Meet the Author
I have developed a blend of learning
methods (online programs, workshops, telephonic
sessions, etc) for training the general public,
lay health guides and health care practitioners
about motivating healthy habits. I also work with
organizations and their leaders to create synergistic,
top-down and bottom-up approaches that promote
healthy habits, both inside and outside of organizations.
I look for opportunities to work outcome researchers
in evaluating complex process innovations. Read
on to learn more about my background and my fascination
with resistant behavior.
I am a family physician (25-years
in practice), process researcher, trainer (online/offline)
and motivational guide.
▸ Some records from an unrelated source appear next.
use crate::edns::Extension;
use crate::io::{Decoder, Encoder, MAX_MESSAGE_SIZE};
use crate::registry::Registry;
use crate::resource::Resource;
use crate::types::*;
use crate::util::hexdump;
use crate::Result;
use log::{log_enabled, trace, Level};
use rand::Rng;
use std::convert::TryFrom;

/// Smallest possible question: root name, type and class.
const MIN_QUESTION_LEN: usize = 5;

/// Smallest possible record: root name, type, class, ttl and rdlength.
const MIN_RECORD_LEN: usize = 11;

/// Returns a random message id.
pub fn id() -> u16 {
    rand::thread_rng().gen()
}

// A helper class to hold state while the parsing is happening.
struct MessageParser<'a> {
    dec: Decoder<'a>,
    registry: &'a Registry,

    m: Message,
}

#[derive(Copy, Clone, PartialEq)]
enum RecordSection {
    Answers,
    Authorities,
    Additionals,
}

impl<'a> MessageParser<'a> {
    fn new(buf: &'a [u8], registry: &'a Registry) -> MessageParser<'a> {
        MessageParser {
            dec: Decoder::new(buf),
            registry,
            m: Message::default(),
        }
    }

    /// Consume the MessageParser and returned the resulting Message.
    fn parse(mut self) -> Result<Message> {
        self.m.id = self.dec.read_u16()?;

        let b = self.dec.read_u8()?;
        self.m.qr = QR::from_bool(0b1000_0000 & b != 0);
        self.m.opcode = (0b0111_1000 & b) >> 3;
        self.m.aa = (0b0000_0100 & b) != 0;
        self.m.tc = (0b0000_0010 & b) != 0;
        self.m.rd = (0b0000_0001 & b) != 0;

        let b = self.dec.read_u8()?;
        self.m.ra = (0b1000_0000 & b) != 0;
        self.m.z = (0b0100_0000 & b) != 0; // Unused
        self.m.ad = (0b0010_0000 & b) != 0;
        self.m.cd = (0b0001_0000 & b) != 0;
        self.m.rcode = 0b0000_1111 & b;

        let qd_count = self.dec.read_u16()?;
        let an_count = self.dec.read_u16()?;
        let ns_count = self.dec.read_u16()?;
        let ar_count = self.dec.read_u16()?;

        self.read_questions(qd_count)?;
        self.read_records(an_count, RecordSection::Answers)?;
        self.read_records(ns_count, RecordSection::Authorities)?;
        self.read_records(ar_count, RecordSection::Additionals)?;

        if self.dec.remaining() > 0 {
            format_error!(
                "message",
                self.dec.offset(),
                "finished parsing with {} bytes left over",
                self.dec.remaining()
            );
        }

        Ok(self.m)
    }

    /// Reserves room for `count` entries, but never more than the remaining
    /// bytes could hold.
    fn capacity(&self, count: u16, min_len: usize) -> usize {
        usize::from(count).min(self.dec.remaining() / min_len)
    }

    fn read_questions(&mut self, count: u16) -> Result<()> {
        let capacity = self.capacity(count, MIN_QUESTION_LEN);
        self.m.questions.reserve_exact(capacity);

        for _ in 0..count {
            let question = Question::parse(&mut self.dec)?;
            self.m.questions.push(question);
        }

        Ok(())
    }

    fn read_records(&mut self, count: u16, section: RecordSection) -> Result<()> {
        let capacity = self.capacity(count, MIN_RECORD_LEN);
        let records = match section {
            RecordSection::Answers => &mut self.m.answers,
            RecordSection::Authorities => &mut self.m.authorities,
            RecordSection::Additionals => &mut self.m.additionals,
        };
        records.reserve_exact(capacity);

        for _ in 0..count {
            records.push(Record::parse(&mut self.dec, self.registry)?);
        }

        Ok(())
    }
}

impl Message {
    /// Decodes a message using the built-in record types.
    pub fn from_slice(buf: &[u8]) -> Result<Message> {
        Message::from_slice_with(buf, Registry::global())
    }

    /// Decodes a message using the record types in `registry`. Types it does
    /// not know decode as [`Resource::Unknown`].
    pub fn from_slice_with(buf: &[u8], registry: &Registry) -> Result<Message> {
        MessageParser::new(buf, registry).parse()
    }

    /// Builds a recursive query for one name, with a random id.
    pub fn query(domain: &str, r#type: Type) -> Message {
        let mut m = Message {
            id: id(),
            rd: true,
            ..Default::default()
        };
        m.add_question(domain, r#type, Class::Internet);
        m
    }

    /// Adds a question. `domain` is made fully qualified if it is not already.
    pub fn add_question(&mut self, domain: &str, r#type: Type, class: Class) {
        self.questions.push(Question {
            name: crate::name::fqdn(domain),
            r#type: r#type as u16,
            class: class as u16,
        });
    }

    /// Returns the EDNS(0) extension, read from the first OPT record in the
    /// additional section.
    pub fn extension(&self) -> Option<Extension> {
        self.additionals.iter().find_map(Extension::from_record)
    }

    /// Replaces any OPT records in the additional section with `ext`, or
    /// removes them if `ext` is None.
    pub fn set_extension(&mut self, ext: Option<Extension>) {
        self.additionals
            .retain(|r| !matches!(r.resource, Resource::OPT(_)));

        if let Some(ext) = ext {
            self.additionals.push(ext.to_record());
        }
    }

    /// Returns this DNS Message as a Vec<u8> ready to be sent, as defined by
    /// [rfc1035](https://datatracker.ietf.org/doc/html/rfc1035), with names
    /// compressed.
    pub fn to_vec(&self) -> Result<Vec<u8>> {
        self.pack(true)
    }

    /// Encodes this message, failing if it would be longer than the largest
    /// message DNS can carry.
    pub fn pack(&self, compress: bool) -> Result<Vec<u8>> {
        self.pack_with_limit(compress, MAX_MESSAGE_SIZE)
    }

    /// Encodes this message, failing with [`crate::Error::BufferTooSmall`] if
    /// it would be longer than `limit` bytes.
    pub fn pack_with_limit(&self, compress: bool, limit: usize) -> Result<Vec<u8>> {
        let len = self.packed_len(compress)?;

        let mut enc = Encoder::new(len, limit);
        self.emit(&mut enc, compress)?;
        let buf = enc.into_bytes();

        if log_enabled!(Level::Trace) {
            trace!("packed {} byte message:\n{}", buf.len(), hexdump(&buf));
        }

        Ok(buf)
    }

    /// Returns the exact length this message would be packed to.
    pub fn packed_len(&self, compress: bool) -> Result<usize> {
        let mut enc = Encoder::measure();
        self.emit(&mut enc, compress)?;
        Ok(enc.offset())
    }

    fn emit(&self, enc: &mut Encoder, compress: bool) -> Result<()> {
        enc.write_u16(self.id)?;

        let mut b = 0_u8;
        b |= if self.qr.to_bool() { 0b1000_0000 } else { 0 };
        b |= (self.opcode << 3) & 0b0111_1000;
        b |= if self.aa { 0b0000_0100 } else { 0 };
        b |= if self.tc { 0b0000_0010 } else { 0 };
        b |= if self.rd { 0b0000_0001 } else { 0 };
        enc.write_u8(b)?;

        let mut b = 0_u8;
        b |= if self.ra { 0b1000_0000 } else { 0 };
        b |= if self.z { 0b0100_0000 } else { 0 };
        b |= if self.ad { 0b0010_0000 } else { 0 };
        b |= if self.cd { 0b0001_0000 } else { 0 };
        b |= self.rcode & 0b0000_1111;
        enc.write_u8(b)?;

        enc.write_u16(count("questions", self.questions.len())?)?;
        enc.write_u16(count("answers", self.answers.len())?)?;
        enc.write_u16(count("authorities", self.authorities.len())?)?;
        enc.write_u16(count("additionals", self.additionals.len())?)?;

        for question in &self.questions {
            question.emit(enc, compress)?;
        }

        for record in self
            .answers
            .iter()
            .chain(&self.authorities)
            .chain(&self.additionals)
        {
            record.emit(enc, compress)?;
        }

        Ok(())
    }
}

/// Returns a section's length as a header count.
fn count(section: &'static str, len: usize) -> Result<u16> {
    match u16::try_from(len) {
        Ok(count) => Ok(count),
        Err(_) => format_error!(section, 4, "{} entries do not fit in a header count", len),
    }
}

#[cfg(test)]
mod tests {
    use super::*;
    use crate::resource::{MX, TXT};
    use crate::Error;
    use pretty_assertions::assert_eq;
    use std::time::Duration;

    fn example_response() -> Message {
        let mut m = Message {
            id: 0xbeef,
            qr: QR::Response,
            rd: true,
            ra: true,
            ..Default::default()
        };
        m.add_question("example.com.", Type::MX, Class::Internet);

        for (preference, exchange) in &[(10, "mx1.example.com."), (20, "mx2.example.com.")] {
            m.answers.push(Record {
                name: "example.com.".to_string(),
                class: Class::Internet as u16,
                ttl: Duration::from_secs(3600),
                resource: Resource::MX(MX {
                    preference: *preference,
                    exchange: exchange.to_string(),
                }),
            });
        }
        m.additionals.push(Record {
            name: "mx1.example.com.".to_string(),
            class: Class::Internet as u16,
            ttl: Duration::from_secs(3600),
            resource: Resource::TXT(TXT::from("hello")),
        });
        m
    }

    #[test_env_log::test]
    fn test_header() {
        let m = Message {
            id: 0x1234,
            qr: QR::Response,
            opcode: Opcode::Update as u8,
            aa: true,
            tc: true,
            rd: true,
            ra: true,
            z: false,
            ad: true,
            cd: true,
            rcode: Rcode::NXDomain as u8,
            ..Default::default()
        };

        let wire = m.pack(false).unwrap();
        assert_eq!(hex::encode(&wire), "1234afb30000000000000000");
        assert_eq!(Message::from_slice(&wire).unwrap(), m);
    }

    #[test_env_log::test]
    fn test_round_trip() {
        let m = example_response();

        let plain = m.pack(false).unwrap();
        let compressed = m.pack(true).unwrap();
        assert!(compressed.len() < plain.len());

        assert_eq!(Message::from_slice(&plain).unwrap(), m);
        assert_eq!(Message::from_slice(&compressed).unwrap(), m);

        assert_eq!(m.packed_len(false).unwrap(), plain.len());
        assert_eq!(m.packed_len(true).unwrap(), compressed.len());
    }

    #[test_env_log::test]
    fn test_pack_with_limit() {
        let m = example_response();
        let len = m.packed_len(true).unwrap();

        assert!(m.pack_with_limit(true, len).is_ok());
        assert!(matches!(
            m.pack_with_limit(true, len - 1),
            Err(Error::BufferTooSmall { .. })
        ));
    }

    #[test_env_log::test]
    fn test_trailing_bytes() {
        let mut wire = Message::default().pack(false).unwrap();
        wire.push(0);
        assert!(Message::from_slice(&wire).unwrap_err().is_format());
    }

    #[test_env_log::test]
    fn test_unassigned_opcode_and_rcode() {
        // Opcode 3 and rcode 12 are unassigned, but still decode so a server
        // can answer them.
        let wire = hex::decode("abcd180c0000000000000000").unwrap();
        let m = Message::from_slice(&wire).unwrap();
        assert_eq!(m.id, 0xabcd);
        assert_eq!(m.opcode, 3);
        assert_eq!(m.rcode, 12);
        assert_eq!(m.pack(false).unwrap(), wire);

        // Every 4 bit value survives.
        for code in 0..16 {
            let m = Message {
                opcode: code,
                rcode: code,
                ..Default::default()
            };
            let got = Message::from_slice(&m.pack(false).unwrap()).unwrap();
            assert_eq!(got, m);
        }
    }

    #[test_env_log::test]
    fn test_huge_counts_with_no_data() {
        let wire = hex::decode("0000000000000000ffffffff").unwrap();
        assert!(matches!(
            Message::from_slice(&wire),
            Err(Error::BufferTooSmall { .. })
        ));
    }

    #[test_env_log::test]
    fn test_query() {
        let m = Message::query("example.com", Type::AAAA);
        assert!(m.rd);
        assert_eq!(
            m.questions,
            vec![Question {
                name: "example.com.".to_string(),
                r#type: 28,
                class: 1,
            }]
        );
    }

    #[test_env_log::test]
    fn test_set_extension() {
        let mut m = example_response();
        assert_eq!(m.extension(), None);

        let ext = Extension {
            payload_size: 1232,
            dnssec_ok: true,
            ..Default::default()
        };
        m.set_extension(Some(ext.clone()));
        m.set_extension(Some(ext.clone()));
        assert_eq!(m.additionals.len(), 2);

        let got = Message::from_slice(&m.to_vec().unwrap()).unwrap();
        assert_eq!(got.extension(), Some(ext));

        m.set_extension(None);
        assert_eq!(m.additionals.len(), 1);
    }
}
After graduating from
Nottingham Medical School (1972-1977) and completing
my vocational training in general practice in
England, I moved to the U.S.A. in 1982 and became
a Board-certified family physician. I have been
a Professor of Family Medicine and Nursing at
the University of Rochester, New York since 2001.
I have given presentations on motivating health
behavior change in over 16 countries
Beyond My Fascination with Resistant Behaviors
My fascination with resistant behaviors
began early in my career, with a special interest
in the secondary prevention of alcohol problems.
I became curious about why people inflict harm
on themselves despite the apparent absence of
benefits. But this judgment represented my perceptions
and values, not the patient's perspective.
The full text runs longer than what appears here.